DNA is extracted and purified before sequencing. Some of this DNA is then processed for library preparation. Library is a pool of similarly sized DNA fragments with adapters attached.
During library preparation, DNA first undergoes tagmentation, where DNA is simultaneously fragmented and tagged with adapters using an enzyme called tranposome. Transposomes can cut DNA and insert a portion of itself (adapter sequence). After adapters are ligated, DNA is cleaned up from excess transposomes and amplified using PCR. During PCR, additional motifs, such as the sequencing primer binding sites indices and regions that are complementary to the flow cell oligos are also added.
Libraries are then cleaned up using AMPure XP beads, which also provide a size selection feature. This is followed by quantification, using Qubit flourometric assay, and normalization.
Clustering and sequencing occur in the flow cell. A flow cell is a multilane glass with nano wells coated with two types of oligonucleotides (oligos) on the surface.
Cluster generation results in clonal amplification of all the fragments through the following steps:
- Fragments are applied and allowed to hybridize through adapter sequences with complementary oligos.
- A polymerase creates a complement of the hybrid fragment creating a double stranded hybrid.
- The double stranded molecule is denatured and the original template is washed away.
- The strands are clonally amplified through bridge amplification.

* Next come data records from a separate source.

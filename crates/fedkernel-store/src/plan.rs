//! Snapshot plan construction: validation and diffing of a fact batch
//! against the stored graph.
//!
//! Building a plan is a pure read phase -- nothing is written until the
//! whole batch has validated, after which [`FederationStore::apply_snapshot`]
//! commits the plan atomically. A file becomes part of the snapshot either
//! through an explicit `file_declared` fact or implicitly when the batch
//! declares nodes for a file already on record; in both cases the batch is
//! authoritative for that file's content, and prior nodes absent from it
//! are tombstoned.
//!
//! [`FederationStore::apply_snapshot`]: crate::traits::FederationStore::apply_snapshot

use indexmap::IndexMap;
use serde::Serialize;

use fedkernel_core::{Fact, FileRecord, NodeId, PendingLink, RepoId, Span, SymbolNode};

use crate::error::StorageError;
use crate::hash::{file_content_hash, node_id_for, LinkSeed, NodeSeed};
use crate::traits::FederationStore;

/// Everything to write for one changed file.
#[derive(Debug, Clone)]
pub struct FilePlan {
    pub file: FileRecord,
    pub nodes: Vec<SymbolNode>,
    pub pending_links: Vec<PendingLink>,
    /// Prior live nodes absent from the new fact set.
    pub tombstoned: Vec<NodeId>,
}

/// A validated, diffed unit of ingestion for one repository snapshot.
#[derive(Debug, Clone)]
pub struct SnapshotPlan {
    pub repo_id: RepoId,
    /// Changed files, in batch declaration order.
    pub files: Vec<FilePlan>,
    /// Files whose content hash matched the stored record; untouched.
    pub skipped: Vec<String>,
    /// Links declared from nodes that already exist in the graph and were
    /// not re-declared by this batch.
    pub loose_links: Vec<PendingLink>,
}

/// Counters reported after a snapshot commits.
#[derive(Debug, Clone, Copy, Default, Serialize)]
pub struct SnapshotOutcome {
    pub files_applied: usize,
    pub files_skipped: usize,
    pub nodes_upserted: usize,
    pub nodes_tombstoned: usize,
    pub links_declared: usize,
}

#[derive(Default)]
struct FileSeed {
    nodes: IndexMap<(String, String), Option<Span>>,
    links: Vec<LinkSeedRef>,
}

struct LinkSeedRef {
    from_name: String,
    from_kind: String,
    target_owner: String,
    target_repo: String,
    target_symbol: String,
    hint_path: Option<String>,
    kind: String,
    weight: f64,
    notes: String,
}

fn invalid(index: usize, reason: impl Into<String>, fact: &Fact) -> StorageError {
    StorageError::InvalidFact {
        index,
        reason: reason.into(),
        fact: serde_json::to_value(fact).unwrap_or(serde_json::Value::Null),
    }
}

/// Validates a fact batch and diffs it against the store, producing the
/// plan to apply.
///
/// Fails with [`StorageError::InvalidFact`] -- carrying the offending
/// record -- on the first inconsistency: a duplicate declaration, a node
/// referencing a file that is neither in the batch nor on record, or a
/// link whose source node cannot be found.
pub fn build_snapshot_plan(
    store: &dyn FederationStore,
    repo_id: RepoId,
    facts: &[Fact],
) -> Result<SnapshotPlan, StorageError> {
    let mut seeds: IndexMap<String, FileSeed> = IndexMap::new();
    let mut loose: Vec<PendingLink> = Vec::new();

    for (index, fact) in facts.iter().enumerate() {
        match fact {
            Fact::FileDeclared { file_path } => {
                if seeds.contains_key(file_path) {
                    return Err(invalid(index, format!("file '{file_path}' declared twice"), fact));
                }
                seeds.insert(file_path.clone(), FileSeed::default());
            }
            Fact::NodeDeclared {
                file_path,
                name,
                kind,
                span,
            } => {
                if !seeds.contains_key(file_path) {
                    if store.get_file(repo_id, file_path)?.is_none() {
                        return Err(invalid(
                            index,
                            format!("node '{name}' references undeclared file '{file_path}'"),
                            fact,
                        ));
                    }
                    seeds.insert(file_path.clone(), FileSeed::default());
                }
                let seed = seeds.get_mut(file_path).expect("seed just ensured");
                let key = (name.clone(), kind.clone());
                if seed.nodes.contains_key(&key) {
                    return Err(invalid(
                        index,
                        format!("node '{name}' ({kind}) declared twice in '{file_path}'"),
                        fact,
                    ));
                }
                seed.nodes.insert(key, *span);
            }
            Fact::LinkDeclared {
                from,
                target_owner,
                target_repo,
                target_symbol,
                hint_path,
                kind,
                weight,
                notes,
            } => {
                let in_batch = seeds
                    .get(&from.file_path)
                    .is_some_and(|s| s.nodes.contains_key(&(from.name.clone(), from.kind.clone())));
                if in_batch {
                    let seed = seeds.get_mut(&from.file_path).expect("checked above");
                    seed.links.push(LinkSeedRef {
                        from_name: from.name.clone(),
                        from_kind: from.kind.clone(),
                        target_owner: target_owner.clone(),
                        target_repo: target_repo.clone(),
                        target_symbol: target_symbol.clone(),
                        hint_path: hint_path.clone(),
                        kind: kind.clone(),
                        weight: *weight,
                        notes: notes.clone(),
                    });
                } else {
                    // Source not in the batch: accept only if the node is
                    // already live in the graph.
                    let from_id = node_id_for(repo_id, &from.file_path, &from.name, &from.kind);
                    match store.get_node(from_id)? {
                        Some(node) if node.is_live() => loose.push(PendingLink {
                            from: from_id,
                            target_owner: target_owner.clone(),
                            target_repo: target_repo.clone(),
                            target_symbol: target_symbol.clone(),
                            hint_path: hint_path.clone(),
                            kind: kind.clone(),
                            weight: *weight,
                            notes: notes.clone(),
                            attempts: 0,
                            resolved: false,
                        }),
                        _ => {
                            return Err(invalid(
                                index,
                                format!(
                                    "link source '{}' ({}) in '{}' is not declared in this batch \
                                     and not live in the graph",
                                    from.name, from.kind, from.file_path
                                ),
                                fact,
                            ));
                        }
                    }
                }
            }
        }
    }

    let mut plan = SnapshotPlan {
        repo_id,
        files: Vec::new(),
        skipped: Vec::new(),
        loose_links: loose,
    };

    for (file_path, seed) in &seeds {
        let node_seeds: Vec<NodeSeed> = seed
            .nodes
            .iter()
            .map(|((name, kind), span)| NodeSeed {
                name: name.clone(),
                kind: kind.clone(),
                span: *span,
            })
            .collect();
        let link_seeds: Vec<LinkSeed> = seed
            .links
            .iter()
            .map(|l| LinkSeed {
                from_name: l.from_name.clone(),
                from_kind: l.from_kind.clone(),
                target_owner: l.target_owner.clone(),
                target_repo: l.target_repo.clone(),
                target_symbol: l.target_symbol.clone(),
                hint_path: l.hint_path.clone(),
                kind: l.kind.clone(),
                weight: l.weight,
                notes: l.notes.clone(),
            })
            .collect();

        let content_hash = file_content_hash(&node_seeds, &link_seeds);
        if let Some(existing) = store.get_file(repo_id, file_path)? {
            if existing.content_hash == content_hash {
                plan.skipped.push(file_path.clone());
                continue;
            }
        }

        let nodes: Vec<SymbolNode> = node_seeds
            .iter()
            .map(|n| SymbolNode {
                node_id: node_id_for(repo_id, file_path, &n.name, &n.kind),
                repo_id,
                file_path: file_path.clone(),
                name: n.name.clone(),
                kind: n.kind.clone(),
                span: n.span,
                tombstoned: false,
            })
            .collect();

        let new_ids: Vec<NodeId> = nodes.iter().map(|n| n.node_id).collect();
        let tombstoned: Vec<NodeId> = store
            .list_nodes_in_file(repo_id, file_path, false)?
            .into_iter()
            .map(|n| n.node_id)
            .filter(|id| !new_ids.contains(id))
            .collect();

        let pending_links: Vec<PendingLink> = seed
            .links
            .iter()
            .map(|l| PendingLink {
                from: node_id_for(repo_id, file_path, &l.from_name, &l.from_kind),
                target_owner: l.target_owner.clone(),
                target_repo: l.target_repo.clone(),
                target_symbol: l.target_symbol.clone(),
                hint_path: l.hint_path.clone(),
                kind: l.kind.clone(),
                weight: l.weight,
                notes: l.notes.clone(),
                attempts: 0,
                resolved: false,
            })
            .collect();

        plan.files.push(FilePlan {
            file: FileRecord {
                repo_id,
                file_path: file_path.clone(),
                content_hash,
            },
            nodes,
            pending_links,
            tombstoned,
        });
    }

    Ok(plan)
}

#[cfg(test)]
mod tests {
    use super::*;
    use crate::memory::InMemoryStore;
    use fedkernel_core::NodeRef;

    fn file(path: &str) -> Fact {
        Fact::FileDeclared {
            file_path: path.to_string(),
        }
    }

    fn node(path: &str, name: &str) -> Fact {
        Fact::NodeDeclared {
            file_path: path.to_string(),
            name: name.to_string(),
            kind: "function".to_string(),
            span: None,
        }
    }

    fn link(path: &str, name: &str, target_symbol: &str) -> Fact {
        Fact::LinkDeclared {
            from: NodeRef {
                file_path: path.to_string(),
                name: name.to_string(),
                kind: "function".to_string(),
            },
            target_owner: "acme".to_string(),
            target_repo: "util".to_string(),
            target_symbol: target_symbol.to_string(),
            hint_path: None,
            kind: "calls".to_string(),
            weight: 1.0,
            notes: String::new(),
        }
    }

    fn registered(store: &mut InMemoryStore) -> RepoId {
        store.create_repo("acme", "kernel", "main").unwrap().repo_id
    }

    #[test]
    fn plan_groups_nodes_and_links_per_file() {
        let mut store = InMemoryStore::new();
        let repo_id = registered(&mut store);

        let facts = vec![
            file("a.py"),
            node("a.py", "foo"),
            link("a.py", "foo", "helper"),
            file("b.py"),
            node("b.py", "bar"),
        ];
        let plan = build_snapshot_plan(&store, repo_id, &facts).unwrap();
        assert_eq!(plan.files.len(), 2);
        assert_eq!(plan.files[0].nodes.len(), 1);
        assert_eq!(plan.files[0].pending_links.len(), 1);
        assert_eq!(plan.files[1].nodes.len(), 1);
        assert!(plan.skipped.is_empty());
        assert!(plan.loose_links.is_empty());
    }

    #[test]
    fn node_without_file_reports_offending_fact() {
        let mut store = InMemoryStore::new();
        let repo_id = registered(&mut store);

        let facts = vec![file("a.py"), node("b.py", "bar")];
        let err = build_snapshot_plan(&store, repo_id, &facts).unwrap_err();
        match err {
            StorageError::InvalidFact { index, reason, fact } => {
                assert_eq!(index, 1);
                assert!(reason.contains("undeclared file"), "{reason}");
                assert_eq!(fact["type"], "node_declared");
            }
            other => panic!("unexpected error: {other}"),
        }
    }

    #[test]
    fn link_from_unknown_node_is_rejected() {
        let mut store = InMemoryStore::new();
        let repo_id = registered(&mut store);

        let facts = vec![file("a.py"), link("a.py", "ghost", "helper")];
        let err = build_snapshot_plan(&store, repo_id, &facts).unwrap_err();
        assert!(matches!(err, StorageError::InvalidFact { index: 1, .. }));
    }

    #[test]
    fn duplicate_declarations_are_rejected() {
        let mut store = InMemoryStore::new();
        let repo_id = registered(&mut store);

        let twice = vec![file("a.py"), file("a.py")];
        assert!(matches!(
            build_snapshot_plan(&store, repo_id, &twice),
            Err(StorageError::InvalidFact { index: 1, .. })
        ));

        let dup_node = vec![file("a.py"), node("a.py", "foo"), node("a.py", "foo")];
        assert!(matches!(
            build_snapshot_plan(&store, repo_id, &dup_node),
            Err(StorageError::InvalidFact { index: 2, .. })
        ));
    }

    #[test]
    fn unchanged_file_is_skipped_and_removal_tombstones() {
        let mut store = InMemoryStore::new();
        let repo_id = registered(&mut store);

        let facts = vec![file("a.py"), node("a.py", "foo"), node("a.py", "bar")];
        let plan = build_snapshot_plan(&store, repo_id, &facts).unwrap();
        store.apply_snapshot(&plan).unwrap();

        // Same batch again: nothing to do.
        let replay = build_snapshot_plan(&store, repo_id, &facts).unwrap();
        assert!(replay.files.is_empty());
        assert_eq!(replay.skipped, vec!["a.py".to_string()]);

        // Drop `bar`: the file changes and the prior node is tombstoned.
        let shrunk = vec![file("a.py"), node("a.py", "foo")];
        let plan = build_snapshot_plan(&store, repo_id, &shrunk).unwrap();
        assert_eq!(plan.files.len(), 1);
        assert_eq!(
            plan.files[0].tombstoned,
            vec![node_id_for(repo_id, "a.py", "bar", "function")]
        );
    }
}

In this process:the strand folds over on the adapter region and hybridizes to the second type of oligo on the flow cell.*Polymerases generate the complementary strand forming a double stranded bridge.*This bridge is denatured resulting in two single stranded copies of the molecule that are tethered to the flow cell.*The process is then repeated over and over again simultaneously with millions of clusters resulting in clonal amplification of all the fragments.
- After bridge amplification, the reverse strands are cleaved and washed off leaving only the forward strands.

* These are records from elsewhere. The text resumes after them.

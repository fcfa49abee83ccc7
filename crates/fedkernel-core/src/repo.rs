//! Repository identity and ingestion status.

use serde::{Deserialize, Serialize};

use crate::error::CoreError;
use crate::id::RepoId;

/// Lifecycle status of an ingested repository.
///
/// Transitions are driven by the fact ingestor: Pending on registration,
/// Ingesting while a snapshot is in flight, then Ingested or Failed.
/// Re-ingestion cycles an Ingested (or Failed) repository back through
/// Ingesting; repositories are never deleted.
#[derive(Debug, Clone, Copy, PartialEq, Eq, Serialize, Deserialize)]
pub enum RepoStatus {
    Pending,
    Ingesting,
    Ingested,
    Failed,
}

impl RepoStatus {
    /// TEXT form for storage columns.
    pub fn as_str(&self) -> &'static str {
        match self {
            RepoStatus::Pending => "Pending",
            RepoStatus::Ingesting => "Ingesting",
            RepoStatus::Ingested => "Ingested",
            RepoStatus::Failed => "Failed",
        }
    }

    /// Parses the TEXT form back into a status.
    pub fn parse(s: &str) -> Result<Self, CoreError> {
        match s {
            "Pending" => Ok(RepoStatus::Pending),
            "Ingesting" => Ok(RepoStatus::Ingesting),
            "Ingested" => Ok(RepoStatus::Ingested),
            "Failed" => Ok(RepoStatus::Failed),
            other => Err(CoreError::UnknownRepoStatus {
                value: other.to_string(),
            }),
        }
    }
}

/// A source repository known to the federation graph.
#[derive(Debug, Clone, PartialEq, Serialize, Deserialize)]
pub struct Repository {
    /// Stable id assigned at first import.
    pub repo_id: RepoId,
    pub owner: String,
    pub repo: String,
    pub default_branch: String,
    pub status: RepoStatus,
}

#[cfg(test)]
mod tests {
    use super::*;

    #[test]
    fn status_text_roundtrip() {
        for status in [
            RepoStatus::Pending,
            RepoStatus::Ingesting,
            RepoStatus::Ingested,
            RepoStatus::Failed,
        ] {
            assert_eq!(RepoStatus::parse(status.as_str()).unwrap(), status);
        }
        assert!(RepoStatus::parse("Cloning").is_err());
    }
}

- The 3’ ends are blocked to prevent unwanted priming.
Sequencing then begins by synthesis in the following manner:
a) The extension of the first sequencing primer to produce the first read.
- This proprietary process is called sequencing by synthesis. During the synthesis reactions, proprietary modified nucleotides, corresponding to each of the four bases, each with a different fluorescent label, are incorporated in a complementary manner to the template, and are then detected. The number of cycles determines the length of the read. Hundreds of millions of clusters are sequenced in a massively parallel process.
- After the completion of the first read, the read product is washed away.
- The index one read primer is introduced and hybridized to the template. The read is generated in the same manner as the first read.
- After completion of the index one read, the read product is washed off.
- The 3’end becomes deprotected.
- The template then folds over and binds the second oligo on the flow cell.
- Index two is read in the same manner as index one.
- Index two read product is washed off at the completion of this step.
- Polymerases extend the second flow cell oligo forming a double stranded bridge.
- This dsDNA is then linearized and the 3’ ends are blocked.
- The original forward strand is cleaved off and washed away leaving the reverse strand.
b) Read two begins with the introduction of the read two sequencing primer. As with read one, the sequencing steps are repeated until the desired read length is achieved. The read two product is washed away.
This entire process generates billions of reads representing all the fragments.
Sequences from pooled sample libraries are separated based on the unique indices introduced during the sample preparation. For each sample, reads with similar stretches of base calls are locally clustered. Forward and reverse reads are paired creating continuous sequences. These continuous sequences are aligned back to the reference genome for variant identification.